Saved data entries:
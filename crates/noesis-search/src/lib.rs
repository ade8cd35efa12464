//! Search fusion and graph enrichment for Noesis.
//!
//! Two stages run over the domain registry:
//!
//! 1. [`FusionSearch`] fans an embedded query out across domain vector
//!    stores concurrently and merges the branches into one ranked list,
//!    isolating per-domain failures as warnings.
//! 2. [`GraphEnhancer`] annotates the surviving hits with relationships
//!    from each domain's property graph.

pub mod enhancer;
pub mod fusion;

pub use enhancer::GraphEnhancer;
pub use fusion::{FusedHits, FusionSearch, SearchOptions, Truncation, rank_hits};
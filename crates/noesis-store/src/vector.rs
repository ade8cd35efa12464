//! In-memory vector store with brute-force cosine search.
//!
//! The reference [`VectorStore`] implementation: records live in a `Vec`,
//! search is an exact scan. Suitable for demos and tests; production
//! ANN backends live behind the same trait outside this repository.

use async_trait::async_trait;

use noesis_core::error::{Error, Result};
use noesis_core::traits::VectorStore;
use noesis_core::types::{VectorMatch, VectorRecord};
use noesis_core::cosine_similarity;

/// Brute-force in-memory vector store.
///
/// Records are inserted at build time and never mutated afterwards;
/// share the finished store behind an `Arc`.
pub struct MemoryVectorStore {
    dimension: usize,
    records: Vec<VectorRecord>,
}

impl MemoryVectorStore {
    /// Create an empty store for vectors of the given dimension.
    pub fn new(dimension: usize) -> Self {
        Self {
            dimension,
            records: Vec::new(),
        }
    }

    /// Insert a record at ingestion time.
    ///
    /// # Errors
    ///
    /// Fails if the record's vector has the wrong dimension.
    pub fn insert(&mut self, record: VectorRecord) -> Result<()> {
        if record.vector.len() != self.dimension {
            return Err(Error::store(format!(
                "dimension mismatch for record {}: expected {}, got {}",
                record.id,
                self.dimension,
                record.vector.len()
            )));
        }
        self.records.push(record);
        Ok(())
    }

    /// Number of stored records.
    pub fn len(&self) -> usize {
        self.records.len()
    }

    /// Whether the store holds no records.
    pub fn is_empty(&self) -> bool {
        self.records.is_empty()
    }
}

#[async_trait]
impl VectorStore for MemoryVectorStore {
    async fn search(&self, vector: &[f32], k: usize) -> Result<Vec<VectorMatch>> {
        if vector.len() != self.dimension {
            return Err(Error::store(format!(
                "query dimension mismatch: expected {}, got {}",
                self.dimension,
                vector.len()
            )));
        }

        let mut matches: Vec<VectorMatch> = self
            .records
            .iter()
            .map(|record| VectorMatch {
                id: record.id.clone(),
                distance: (1.0 - cosine_similarity(vector, &record.vector)).max(0.0),
                metadata: record.metadata.clone(),
            })
            .collect();

        // Ascending distance; exact ties broken by id for determinism.
        matches.sort_by(|a, b| {
            a.distance
                .total_cmp(&b.distance)
                .then_with(|| a.id.cmp(&b.id))
        });
        matches.truncate(k);

        Ok(matches)
    }
}
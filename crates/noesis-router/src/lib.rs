//! Semantic intent routing for Noesis.
//!
//! Decides which knowledge domain a free-text query belongs to by
//! comparing the embedded query against each domain's pre-embedded
//! exemplar intent set. See [`IntentRouter`].

pub mod router;

pub use router::{IntentRouter, RouterConfig, ScoreStrategy};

**PROBLEM:**
Please copy out every entry word for word.

**RESPONSE TO THE TASK:**
filename crates/noesis-search/src/lib.rs
repository ade8cd35efa12464
//! Search fusion and graph enrichment for Noesis.
//!
//! Two stages run over the domain registry:
//!
//! 1. [`FusionSearch`] fans an embedded query out across domain vector
//!    stores concurrently and merges the branches into one ranked list,
//!    isolating per-domain failures as warnings.
//! 2. [`GraphEnhancer`] annotates the surviving hits with relationships
//!    from each domain's property graph.

pub mod enhancer;
pub mod fusion;

pub use enhancer::GraphEnhancer;
pub use fusion::{FusedHits, FusionSearch, SearchOptions, Truncation, rank_hits};
filename crates/noesis-store/src/vector.rs
repository ade8cd35efa12464
//! In-memory vector store with brute-force cosine search.
//!
//! The reference [`VectorStore`] implementation: records live in a `Vec`,
//! search is an exact scan. Suitable for demos and tests; production
//! ANN backends live behind the same trait outside this repository.

use async_trait::async_trait;

use noesis_core::error::{Error, Result};
use noesis_core::traits::VectorStore;
use noesis_core::types::{VectorMatch, VectorRecord};
use noesis_core::cosine_similarity;

/// Brute-force in-memory vector store.
///
/// Records are inserted at build time and never mutated afterwards;
/// share the finished store behind an `Arc`.
pub struct MemoryVectorStore {
    dimension: usize,
    records: Vec<VectorRecord>,
}

impl MemoryVectorStore {
    /// Create an empty store for vectors of the given dimension.
    pub fn new(dimension: usize) -> Self {
        Self {
            dimension,
            records: Vec::new(),
        }
    }

    /// Insert a record at ingestion time.
    ///
    /// # Errors
    ///
    /// Fails if the record's vector has the wrong dimension.
    pub fn insert(&mut self, record: VectorRecord) -> Result<()> {
        if record.vector.len() != self.dimension {
            return Err(Error::store(format!(
                "dimension mismatch for record {}: expected {}, got {}",
                record.id,
                self.dimension,
                record.vector.len()
            )));
        }
        self.records.push(record);
        Ok(())
    }

    /// Number of stored records.
    pub fn len(&self) -> usize {
        self.records.len()
    }

    /// Whether the store holds no records.
    pub fn is_empty(&self) -> bool {
        self.records.is_empty()
    }
}

#[async_trait]
impl VectorStore for MemoryVectorStore {
    async fn search(&self, vector: &[f32], k: usize) -> Result<Vec<VectorMatch>> {
        if vector.len() != self.dimension {
            return Err(Error::store(format!(
                "query dimension mismatch: expected {}, got {}",
                self.dimension,
                vector.len()
            )));
        }

        let mut matches: Vec<VectorMatch> = self
            .records
            .iter()
            .map(|record| VectorMatch {
                id: record.id.clone(),
                distance: (1.0 - cosine_similarity(vector, &record.vector)).max(0.0),
                metadata: record.metadata.clone(),
            })
            .collect();

        // Ascending distance; exact ties broken by id for determinism.
        matches.sort_by(|a, b| {
            a.distance
                .total_cmp(&b.distance)
                .then_with(|| a.id.cmp(&b.id))
        });
        matches.truncate(k);

        Ok(matches)
    }
}
filename crates/noesis-router/src/lib.rs
//! Semantic intent routing for Noesis.
//!
//! Decides which knowledge domain a free-text query belongs to by
//! comparing the embedded query against each domain's pre-embedded
//! exemplar intent set. See [`IntentRouter`].

pub mod router;

pub use router::{IntentRouter, RouterConfig, ScoreStrategy};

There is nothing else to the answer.